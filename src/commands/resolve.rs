//! Resolve command - print the production package directories of a module

use std::io::{self, Write};
use std::path::{Path, PathBuf};
use std::time::Duration;

use anyhow::{Context, Result};

use prodpack::config::{Config, ConfigWarning, Verbosity};
use prodpack::domain::ports::ResolveEventSink;
use prodpack::infrastructure::{ConsoleEventSink, JsonEventSink};
use prodpack::{ProcessRunner, ResolveOptions, ResolveUseCase};

/// Command-line values for `prodpack resolve`; `None` falls back to config.
#[derive(Debug, Default)]
pub struct ResolveArgs {
    pub root_module: Option<String>,
    pub dependency_root: Option<PathBuf>,
    pub workspace_root: Option<PathBuf>,
    pub exclude: Vec<String>,
    pub forbid: Vec<String>,
    pub package_manager: Option<String>,
    pub timeout: Option<u64>,
    pub verify: bool,
    pub config: Option<PathBuf>,
}

pub fn cmd_resolve(args: ResolveArgs, json: bool, verbose: u8, quiet: bool) -> Result<()> {
    let cwd = std::env::current_dir().context("failed to read the current directory")?;
    let loaded = Config::discover(args.config.as_deref(), &cwd)?;
    report_warnings(&loaded.warnings, json);

    // Relative paths in a config file are relative to that file.
    let config_base = loaded
        .source
        .as_deref()
        .and_then(Path::parent)
        .map(|dir| absolutize(&cwd, dir))
        .unwrap_or_else(|| cwd.clone());

    let (options, runner) = build(args, &loaded.config, &cwd, &config_base)?;

    let verbosity = if quiet {
        Verbosity::Quiet
    } else {
        loaded.config.output.verbosity.raised_by(verbose)
    };
    let sink: Box<dyn ResolveEventSink> = if json {
        Box::new(JsonEventSink::stdout())
    } else {
        Box::new(ConsoleEventSink::stderr(verbosity))
    };

    let result = ResolveUseCase::new(runner).execute(&options, sink.as_ref())?;

    if json {
        crate::ui::json::emit(crate::ui::json::resolved_event(&result.packages))?;
        return Ok(());
    }

    let mut out = io::stdout().lock();
    for path in result.paths() {
        writeln!(out, "{}", path.display())?;
    }
    out.flush()?;
    Ok(())
}

/// Merge CLI values over the loaded configuration.
fn build(
    args: ResolveArgs,
    config: &Config,
    cwd: &Path,
    config_base: &Path,
) -> Result<(ResolveOptions, ProcessRunner)> {
    let root_module = args
        .root_module
        .or_else(|| config.resolve.root_module.clone())
        .context("no root module given: pass ROOT_MODULE or set resolve.root_module")?;

    let dependency_root = match (&args.dependency_root, &config.resolve.dependency_root) {
        (Some(dir), _) => absolutize(cwd, dir),
        (None, Some(dir)) => absolutize(config_base, dir),
        (None, None) => cwd.to_path_buf(),
    };
    let workspace_root = match (&args.workspace_root, &config.resolve.workspace_root) {
        (Some(dir), _) => Some(absolutize(cwd, dir)),
        (None, Some(dir)) => Some(absolutize(config_base, dir)),
        (None, None) => None,
    };

    let policy = config
        .policy
        .to_policy()
        .with_excluded(args.exclude)
        .with_forbidden(args.forbid);

    let options = ResolveOptions::new(root_module, dependency_root)
        .with_workspace_root(workspace_root)
        .with_policy(policy)
        .with_verify_paths(args.verify || config.resolve.verify_paths);

    let timeout = args
        .timeout
        .map(Duration::from_secs)
        .unwrap_or_else(|| config.package_manager.timeout());
    let runner = match args.package_manager {
        Some(program) => ProcessRunner::new(program),
        None => ProcessRunner::new(config.package_manager.program.clone())
            .with_leading_args(config.package_manager.args.iter().cloned()),
    }
    .with_timeout(timeout);

    Ok((options, runner))
}

fn absolutize(base: &Path, path: &Path) -> PathBuf {
    if path.is_absolute() {
        path.to_path_buf()
    } else {
        base.join(path)
    }
}

fn report_warnings(warnings: &[ConfigWarning], json: bool) {
    for warning in warnings {
        if json {
            let _ = crate::ui::json::emit(warning_event(warning));
        } else {
            eprintln!("[WARN] {}", warning);
        }
    }
}

fn warning_event(warning: &ConfigWarning) -> serde_json::Value {
    match warning {
        ConfigWarning::UnknownKey {
            key,
            file,
            line,
            suggestion,
        } => serde_json::json!({
            "event": "warning",
            "kind": "config",
            "key": key,
            "file": file.display().to_string(),
            "line": line,
            "suggestion": suggestion,
        }),
        ConfigWarning::InvalidEnv {
            var,
            value,
            expected,
        } => serde_json::json!({
            "event": "warning",
            "kind": "env",
            "var": var,
            "value": value,
            "expected": expected,
        }),
    }
}
use prodpack::domain::ports::CommandError;
use prodpack::{ClosureError, OutputParseError, PackError};

/// Hint shown under an error in text mode.
fn fix_hint(err: &PackError) -> Option<&'static str> {
    match err {
        PackError::Closure(ClosureError::RootNotFound { .. }) => Some(
            "Check the module name and that it is listed by 'yarn list --prod' in the dependency root.",
        ),
        PackError::Closure(ClosureError::ForbiddenDependency { .. }) => {
            Some("Remove the dependency, or move it to devDependencies.")
        }
        PackError::Command(CommandError::Spawn { .. }) => {
            Some("Install the package manager or set package_manager.program in prodpack.toml.")
        }
        PackError::Command(CommandError::TimedOut { .. }) => {
            Some("Raise package_manager.timeout_secs or pass --timeout.")
        }
        PackError::Parse(OutputParseError::EnvelopeNotFound { .. }) => {
            Some("The package manager output is not yarn 1.x JSON; run the command by hand to inspect it.")
        }
        PackError::MissingDependency { .. } => Some("Run 'yarn install' before resolving."),
        _ => None,
    }
}

fn format_pack_error(err: &PackError) -> String {
    let mut out = format!("[ERROR] {}\n", err);
    if let Some(hint) = fix_hint(err) {
        out.push_str(&format!("  fix: {}\n", hint));
    }
    out
}

pub fn format_error(err: &anyhow::Error) -> String {
    if let Some(pack) = err.downcast_ref::<PackError>() {
        return format_pack_error(pack);
    }

    format!("[ERROR] {:#}\n", err)
}

pub fn print_error(err: &anyhow::Error, json: bool) {
    if json {
        let mut output = serde_json::json!({
            "event": "error",
            "message": err.to_string(),
        });
        if let Some(pack) = err.downcast_ref::<PackError>() {
            output["kind"] = serde_json::Value::from(error_kind(pack));
        }
        let _ = crate::ui::json::emit(output);
        return;
    }

    eprint!("{}", format_error(err));
}

fn error_kind(err: &PackError) -> &'static str {
    match err {
        PackError::Parse(_) => "parse",
        PackError::Closure(ClosureError::RootNotFound { .. }) => "root_not_found",
        PackError::Closure(ClosureError::ForbiddenDependency { .. }) => "forbidden_dependency",
        PackError::Command(CommandError::TimedOut { .. }) => "timeout",
        PackError::Command(_) => "command",
        PackError::MissingDependency { .. } => "missing_dependency",
        PackError::Config { .. } => "config",
        PackError::Io(_) => "io",
    }
}
//! Resolution Policy
//!
//! Which modules are dropped from the closure and which ones must never be
//! reachable at all. Passed explicitly into every resolution.

use std::collections::BTreeSet;

/// Exclusion and forbidden-package sets for one resolution.
#[derive(Debug, Clone, Default, PartialEq, Eq)]
pub struct ResolutionPolicy {
    excluded: BTreeSet<String>,
    forbidden: BTreeSet<String>,
}

impl ResolutionPolicy {
    /// Empty policy: nothing excluded, nothing forbidden
    pub fn new() -> Self {
        Self::default()
    }

    /// Add modules whose subtree is silently left out of the closure.
    pub fn with_excluded<I, S>(mut self, modules: I) -> Self
    where
        I: IntoIterator<Item = S>,
        S: Into<String>,
    {
        self.excluded.extend(modules.into_iter().map(Into::into));
        self
    }

    /// Add modules whose presence aborts the resolution.
    pub fn with_forbidden<I, S>(mut self, modules: I) -> Self
    where
        I: IntoIterator<Item = S>,
        S: Into<String>,
    {
        self.forbidden.extend(modules.into_iter().map(Into::into));
        self
    }

    pub fn is_excluded(&self, module: &str) -> bool {
        self.excluded.contains(module)
    }

    pub fn is_forbidden(&self, module: &str) -> bool {
        self.forbidden.contains(module)
    }

    pub fn excluded(&self) -> impl Iterator<Item = &str> {
        self.excluded.iter().map(String::as_str)
    }

    pub fn forbidden(&self) -> impl Iterator<Item = &str> {
        self.forbidden.iter().map(String::as_str)
    }
}
//! Integration tests for `prodpack init`

mod common;

use common::TestEnv;

#[test]
fn init_writes_starter_config() {
    let env = TestEnv::new();

    let result = env.run(&["init"]);

    assert!(result.success, "init failed: {}", result.stderr);
    let content = std::fs::read_to_string(env.project_path("prodpack.toml")).unwrap();
    assert!(content.contains("[policy]"));
    assert!(content.contains("\"@theia/application-manager\""));
}

#[test]
fn init_fails_if_config_exists_without_force() {
    let env = TestEnv::new();
    env.write_project_file("prodpack.toml", "# keep\n");

    let result = env.run(&["init", "--json"]);

    assert!(!result.success, "expected init to fail");
    let first: serde_json::Value =
        serde_json::from_str(result.stdout.lines().next().unwrap()).unwrap();
    assert_eq!(first["kind"], "already_exists");
    assert_eq!(
        std::fs::read_to_string(env.project_path("prodpack.toml")).unwrap(),
        "# keep\n"
    );

    let result = env.run(&["init", "--force"]);
    assert!(result.success);
}

#[test]
fn init_into_directory() {
    let env = TestEnv::new();

    let result = env.run(&["init", "nested/dir", "--json"]);

    assert!(result.success, "init failed: {}", result.stderr);
    assert!(env.project_path("nested/dir/prodpack.toml").exists());
    let last: serde_json::Value =
        serde_json::from_str(result.stdout.lines().last().unwrap()).unwrap();
    assert_eq!(last["event"], "complete");
}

» Work instruction: Every line in the records above that contains the word "timeout" is to be copied out.

» Task answer:
    pub timeout: Option<u64>,
    let timeout = args
        .timeout
        .unwrap_or_else(|| config.package_manager.timeout());
    .with_timeout(timeout);
            Some("Raise package_manager.timeout_secs or pass --timeout.")
        PackError::Command(CommandError::TimedOut { .. }) => "timeout",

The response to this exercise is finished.